DOCTORES DE LA IGLESIA
MIÉRCOLES, XXXIII SEMANA
Del tratado de San Ambrosio de Milán, obispo, sobre el bien de la muerte
(Caps 3, 9; 4, 15: CSEL 32, 710.716-717)
En toda ocasión, llevemos en el cuerpo la muerte de Jesús
Dice el Apóstol: El mundo está crucificado para mí, y yo para el mundo.
Existe, pues, en esta vida una muerte que es buena; por ello se nos exhorta a que
en toda ocasión y por todas partes, llevemos en el cuerpo la muerte de Jesús,
para que también la vida de Jesús se manifieste en nuestro cuerpo.

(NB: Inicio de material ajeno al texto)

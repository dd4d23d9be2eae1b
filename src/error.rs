//! Error types for the event socket client

use crate::constants::CONTENT_TYPE_COMMAND_REPLY;
use crate::event::EslEvent;
use thiserror::Error;

/// Result alias used throughout the crate.
pub type EslResult<T> = Result<T, EslError>;

/// Everything that can go wrong while talking to the event socket.
///
/// Framing errors leave the byte stream in an unknown position; once one is
/// returned the session drops its connection (see [`EslError::is_fatal`]).
#[derive(Debug, Error)]
#[non_exhaustive]
pub enum EslError {
    /// Underlying socket failure.
    #[error("I/O error: {0}")]
    Io(#[from] std::io::Error),

    /// The server closed the connection.
    #[error("connection closed by server")]
    ConnectionClosed,

    /// TCP connect did not complete in time.
    #[error("connect timed out after {timeout_ms}ms")]
    Timeout { timeout_ms: u64 },

    /// A header line could not be parsed.
    #[error("malformed header line: {line:?}")]
    MalformedHeader { line: String },

    /// `Content-Length` is not a usable byte count.
    #[error("malformed Content-Length: {value:?}")]
    MalformedLength { value: String },

    /// An event body line could not be split or percent-decoded.
    ///
    /// `partial` holds every header decoded before the failing line.
    #[error("failed to decode event body: {reason}")]
    Decode {
        reason: String,
        partial: Box<EslEvent>,
    },

    /// The stream ended before `Content-Length` bytes arrived.
    #[error("truncated body: expected {expected} bytes, received {received}")]
    TruncatedBody { expected: usize, received: usize },

    /// A message matching none of the known framings.
    #[error("unexpected message (Content-Type: {content_type:?}, Reply-Text: {reply_text:?})")]
    UnexpectedMessage {
        content_type: Option<String>,
        reply_text: Option<String>,
    },

    /// The `auth` command was not accepted.
    #[error("authentication failed: {reply_text}")]
    Authentication { reply_text: String },

    /// A command was rejected or answered with the wrong kind of reply.
    #[error("command failed: {reply_text}")]
    Command { reply_text: String },

    /// Operation requires an authenticated session.
    #[error("session is not connected")]
    NotConnected,

    /// `connect` called on an authenticated session.
    #[error("session is already connected")]
    AlreadyConnected,

    /// A user-supplied argument would corrupt the wire format.
    #[error("invalid argument: {message}")]
    InvalidArgument { message: String },
}

impl EslError {
    pub(crate) fn auth_failed(reply_text: impl Into<String>) -> Self {
        EslError::Authentication {
            reply_text: reply_text.into(),
        }
    }

    pub(crate) fn command_failed(reply_text: impl Into<String>) -> Self {
        EslError::Command {
            reply_text: reply_text.into(),
        }
    }

    pub(crate) fn decode(reason: impl Into<String>, partial: EslEvent) -> Self {
        EslError::Decode {
            reason: reason.into(),
            partial: Box::new(partial),
        }
    }

    /// `true` when the connection can no longer be trusted to be aligned on a
    /// message boundary.
    ///
    /// A `command/reply` with an unexpected `Reply-Text` has no body, so the
    /// stream stays in sync and is not fatal.
    pub fn is_fatal(&self) -> bool {
        match self {
            EslError::Io(_)
            | EslError::ConnectionClosed
            | EslError::Timeout { .. }
            | EslError::MalformedHeader { .. }
            | EslError::MalformedLength { .. }
            | EslError::Decode { .. }
            | EslError::TruncatedBody { .. } => true,
            EslError::UnexpectedMessage { content_type, .. } => {
                content_type.as_deref() != Some(CONTENT_TYPE_COMMAND_REPLY)
            }
            EslError::Authentication { .. }
            | EslError::Command { .. }
            | EslError::NotConnected
            | EslError::AlreadyConnected
            | EslError::InvalidArgument { .. } => false,
        }
    }

    /// Event salvaged from a failed body decode.
    pub fn partial_event(&self) -> Option<&EslEvent> {
        match self {
            EslError::Decode { partial, .. } => Some(partial),
            _ => None,
        }
    }
}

Que la muerte vaya, pues, actuando en nosotros, para que también se
manifieste en nosotros la vida, es decir, para que obtengamos aquella vida
buena que sigue a la muerte, vida dichosa después de la victoria, vida feliz,
terminado el combate, vida sin la que la ley de la carne no se opone ya a la ley
423del espíritu, vida, finalmente, en la que ya no es necesario luchar contra el
cuerpo mortal, porque el mismo cuerpo mortal ha alcanzado ya la victoria.
Yo mismo no sabría decir si la grandeza de esta muerte es mayor incluso que
la misma vida. Pues me hace dudar la autoridad del Apóstol que afirma: Así, la
muerte está actuando en nosotros, y la vida en vosotros. En efecto, ¡cuántos
pueblos no fueron engendrados a la vida por la muerte de uno solo! Por ello,
enseña el Apóstol que los que viven en esta vida deben apetecer que la muerte
feliz de Cristo brille en sus propios cuerpos y deshaga nuestra condición física
para que nuestro hombre interior se renueve y, si se destruye este nuestro
tabernáculo terreno, tenga lugar la edificación de una casa eterna en el cielo.
Imita, pues, la muerte del Señor quien se aparta de la vida según la carne y
aleja de sí aquellas injusticias de las que el Señor dice por Isaías: Abre las
prisiones injustas, haz saltar los cerrojos de los cepos, deja libres a los
oprimidos, rompe todos los cepos.
El Señor, pues, quiso morir y penetrar en el reino de la muerte para destruir
con ello toda culpa; pero, a fin de que la naturaleza humana no acabara
nuevamente en la muerte, se nos dio la resurrección de los muertos: así, por la
muerte, fue destruida la culpa y, por la resurrección, la naturaleza humana
recobró la inmortalidad.
La muerte de Cristo es, pues, como la transformación del universo. Es
necesario, por tanto, que también tú te vayas transformando sin cesar: debes
pasar de la corrupción a la incorrupción, de la muerte a la vida, de la mortalidad
a la inmortalidad, de la turbación a la paz. No te perturbe, pues, el oír el nombre
de muerte, antes bien, deléitate en los dones que te aporta este tránsito feliz.
¿Qué significa en realidad para ti la muerte sino la sepultura de los vicios y la
resurrección de las virtudes? Por eso, dice la Escritura: Que mi muerte sea la de
los justos, es decir, sea yo sepultado como ellos, para que desaparezcan mis
culpas y sea revestido de la santidad de los justos, es decir, de aquellos que
llevan en su cuerpo y en su alma la muerte de Cristo.